Plaintiff Connie Stokes brought this tort action on behalf of her deceased four-year-old son, Justin D. Stokes, alleging that defendant Candler Hospital, Inc. (“the hospital”) and its agents negligently failed to diagnose that the boy required emergency surgery. As a separate count to the complaint, plaintiff alleged that the hospital breached an independent duty of care for which it was “strictly liable” under the provisions of 42 USC § 1395dd, in that “Justin Stokes’ condition was not appropriately screened and [he] was not medically stable at the time of his discharge . . .” from the hospital’s emergency room.
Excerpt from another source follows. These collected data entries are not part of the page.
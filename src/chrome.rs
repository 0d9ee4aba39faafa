use imgui::Condition;

use crate::menu::MenuEntry;
use crate::scene::color::Color;
use crate::scene::object::{HelperKind, ObjectId, PrimitiveKind};
use crate::scene::resources::GpuResources;
use crate::transform::TransformMode;
use crate::viewport::ViewportContext;

/// A user request from the editor panels. The UI only reads the context while
/// drawing; requests are applied afterwards.
#[derive(Debug, Clone, Copy, PartialEq)]
pub enum ChromeAction {
    Add(PrimitiveKind),
    Remove(ObjectId),
    Select(ObjectId),
    SetColor(ObjectId, Color),
    /// The color picker was released.
    EndColorEdit,
    SetMode(TransformMode),
    SetHelperVisible(HelperKind, bool),
    SetBackground(Color),
    Undo,
    Redo,
}

pub fn draw(ui: &imgui::Ui, ctx: &ViewportContext, menu: &[MenuEntry]) -> Vec<ChromeAction> {
    let mut actions = Vec::new();

    ui.main_menu_bar(|| {
        for entry in menu {
            ui.menu(&entry.name, || match entry.name.as_str() {
                "Edit" => {
                    if ui
                        .menu_item_config("Undo")
                        .shortcut("Ctrl+Z")
                        .enabled(ctx.history.can_undo())
                        .build()
                    {
                        actions.push(ChromeAction::Undo);
                    }
                    if ui
                        .menu_item_config("Redo")
                        .shortcut("Ctrl+Y")
                        .enabled(ctx.history.can_redo())
                        .build()
                    {
                        actions.push(ChromeAction::Redo);
                    }
                }
                "Create" => {
                    for kind in PrimitiveKind::ALL {
                        if ui.menu_item(kind.label()) {
                            actions.push(ChromeAction::Add(kind));
                        }
                    }
                }
                _ => ui.text_disabled("Nothing here yet"),
            });
        }
    });

    ui.window("Tools")
        .position([10.0, 30.0], Condition::FirstUseEver)
        .size([220.0, 330.0], Condition::FirstUseEver)
        .build(|| {
            ui.text("Add");
            for kind in PrimitiveKind::ALL {
                if ui.button(kind.label()) {
                    actions.push(ChromeAction::Add(kind));
                }
            }

            ui.separator();
            ui.text("Transform");
            for mode in TransformMode::ALL {
                let active = ctx.transform.mode() == mode;
                if ui.selectable_config(mode.label()).selected(active).build() {
                    actions.push(ChromeAction::SetMode(mode));
                }
            }

            ui.separator();
            for (label, helper) in [("Grid", HelperKind::Grid), ("Axes", HelperKind::Axes)] {
                let mut visible = ctx.registry.helper_visible(helper);
                if ui.checkbox(label, &mut visible) {
                    actions.push(ChromeAction::SetHelperVisible(helper, visible));
                }
            }

            let mut background = ctx.background.to_srgb_f32();
            if ui.color_edit3("Background", &mut background) {
                actions.push(ChromeAction::SetBackground(Color::from_srgb_f32(background)));
            }
        });

    ui.window("Outliner")
        .position([10.0, 370.0], Condition::FirstUseEver)
        .size([300.0, 260.0], Condition::FirstUseEver)
        .build(|| {
            if ctx.registry.is_empty() {
                ui.text_disabled("Scene is empty");
            }

            for object in ctx.registry.objects() {
                let _id = ui.push_id_usize(object.id.0 as usize);
                let selected = ctx.selection() == Some(object.id);
                let label = match object.kind() {
                    Some(kind) => format!("{} {}", kind.label(), object.id.0),
                    None => object.id.to_string(),
                };

                if ui
                    .selectable_config(&label)
                    .selected(selected)
                    .size([110.0, 0.0])
                    .build()
                {
                    actions.push(ChromeAction::Select(object.id));
                }

                ui.same_line();
                let mut color = object.color.to_srgb_f32();
                if ui
                    .color_edit3_config("##color", &mut color)
                    .inputs(false)
                    .build()
                {
                    actions.push(ChromeAction::SetColor(object.id, Color::from_srgb_f32(color)));
                }
                if ui.is_item_deactivated_after_edit() {
                    actions.push(ChromeAction::EndColorEdit);
                }

                ui.same_line();
                if ui.small_button("Delete") {
                    actions.push(ChromeAction::Remove(object.id));
                }
            }
        });

    let selected = match ctx.selection() {
        Some(id) => id.to_string(),
        None => "nothing".to_string(),
    };
    ui.window("Status")
        .position([320.0, 30.0], Condition::FirstUseEver)
        .always_auto_resize(true)
        .build(|| {
            ui.text(format!(
                "{} objects | mode: {} | selected: {selected}",
                ctx.registry.len(),
                ctx.transform.mode()
            ));
        });

    actions
}

pub fn apply(action: ChromeAction, ctx: &mut ViewportContext, resources: &mut dyn GpuResources) {
    log::debug!("Chrome action {action:?}");

    match action {
        ChromeAction::Add(kind) => {
            ctx.add(kind, resources);
        }
        ChromeAction::Remove(id) => {
            ctx.remove(id, resources);
        }
        ChromeAction::Select(id) => {
            ctx.select(id);
        }
        ChromeAction::SetColor(id, color) => {
            ctx.update_color(id, color);
        }
        ChromeAction::EndColorEdit => ctx.end_color_edit(),
        ChromeAction::SetMode(mode) => ctx.set_mode(mode),
        ChromeAction::SetHelperVisible(helper, visible) => ctx.set_helper_visible(helper, visible),
        ChromeAction::SetBackground(color) => ctx.background = color,
        ChromeAction::Undo => {
            ctx.undo(resources);
        }
        ChromeAction::Redo => {
            ctx.redo(resources);
        }
    }
}

#[cfg(test)]
mod tests {
    use super::*;
    use crate::config::EditorConfig;
    use crate::scene::resources::testing::CountingResources;

    fn context() -> (ViewportContext, CountingResources) {
        let mut resources = CountingResources::default();
        let config = EditorConfig {
            seed: Some(21),
            ..EditorConfig::default()
        };
        (ViewportContext::new(config, &mut resources), resources)
    }

    #[test]
    fn add_select_and_recolor_through_actions() {
        let (mut ctx, mut resources) = context();
        apply(ChromeAction::Add(PrimitiveKind::Cylinder), &mut ctx, &mut resources);
        let id = ctx.registry.objects().next().unwrap().id;

        apply(ChromeAction::Select(id), &mut ctx, &mut resources);
        assert_eq!(ctx.selection(), Some(id));

        let teal = Color::from_hex(0x008080);
        apply(ChromeAction::SetColor(id, teal), &mut ctx, &mut resources);
        assert_eq!(ctx.registry.get(id).unwrap().color, teal);

        apply(ChromeAction::Undo, &mut ctx, &mut resources);
        assert_ne!(ctx.registry.get(id).unwrap().color, teal);
        apply(ChromeAction::Redo, &mut ctx, &mut resources);
        assert_eq!(ctx.registry.get(id).unwrap().color, teal);
    }

    #[test]
    fn releasing_the_picker_splits_color_history() {
        let (mut ctx, mut resources) = context();
        let id = ctx.add(PrimitiveKind::Cube, &mut resources);
        let red = Color::from_hex(0xff0000);
        let dark_red = Color::from_hex(0x800000);
        let blue = Color::from_hex(0x0000ff);

        apply(ChromeAction::SetColor(id, red), &mut ctx, &mut resources);
        apply(ChromeAction::SetColor(id, dark_red), &mut ctx, &mut resources);
        apply(ChromeAction::EndColorEdit, &mut ctx, &mut resources);
        apply(ChromeAction::SetColor(id, blue), &mut ctx, &mut resources);

        // Add, one entry per picker drag.
        assert_eq!(ctx.history.len(), 3);
        apply(ChromeAction::Undo, &mut ctx, &mut resources);
        assert_eq!(ctx.registry.get(id).unwrap().color, dark_red);
    }

    #[test]
    fn delete_button_clears_selection() {
        let (mut ctx, mut resources) = context();
        let id = ctx.add(PrimitiveKind::Cone, &mut resources);
        ctx.select(id);

        apply(ChromeAction::Remove(id), &mut ctx, &mut resources);
        assert!(ctx.registry.is_empty());
        assert_eq!(ctx.selection(), None);
        assert_eq!(ctx.transform.attached(), None);
    }

    #[test]
    fn view_settings() {
        let (mut ctx, mut resources) = context();

        apply(ChromeAction::SetMode(TransformMode::Rotate), &mut ctx, &mut resources);
        assert_eq!(ctx.transform.mode(), TransformMode::Rotate);

        apply(
            ChromeAction::SetHelperVisible(HelperKind::Axes, false),
            &mut ctx,
            &mut resources,
        );
        assert!(!ctx.registry.helper_visible(HelperKind::Axes));
        assert!(ctx.registry.helper_visible(HelperKind::Grid));

        let white = Color::WHITE;
        apply(ChromeAction::SetBackground(white), &mut ctx, &mut resources);
        assert_eq!(ctx.background, white);
    }
}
The hospital denied the material allegations and, after a period of discovery, moved for partial summary judgment as to any tort claim under the federal law, based upon the following undisputed chronology: Plaintiff brought her son to the emergency room of the hospital around 2:00 a.m. on April 22, 1991. The child’s noted symptoms were that he was vomiting, in abdominal pain, and was wild-eyed. He was examined by C. Patrick Ng, M.D., who initially prescribed injections of “atropine and phernergan” to stop the child’s vomiting and to help with any stomach cramps. Dr. Ng then referred the child to a hospital pediatric surgeon, Robert D. Gongaware, M.D., for a “surgical consult. . . .” At approximately 4:00 a.m., Dr. Gongaware examined the child, “diagnosed [his] condition as viral gastroenteritis,” and concluded that the child did “not [have] a surgical abdomen,” i.e., surgery was not necessary. Dr. Ng ordered no further testing “after the child was cleared by a pediatric surgeon.” According to medical records, the child was discharged at 4:42 a.m. and his condition on discharge was noted as “improved.” Plaintiff was instructed in writing to “see [the child’s regular physician] Dr. Morrison today[, and to] return if child gets worse.” At approximately 9:30 a.m., when she went to awaken the child, plaintiff discovered he was dead. The immediate cause of death, “acute ischemic necrosis,” is undisputed. In the opinion of the pathologist from the Georgia Bureau of Investigation, Justin Stokes “had a congenital malformation of the mesentery, which resulted in it assuming a very small, abbreviated form. As a consequence, the virtual entirety of the intestines rotated upon themselves, resulting in obstruction of the arteries and veins passing through this abbreviated mesenteric segment. This obstruction resulted in thrombosis (clotting) of the veins in this area, causing the intestines to die (infarct).”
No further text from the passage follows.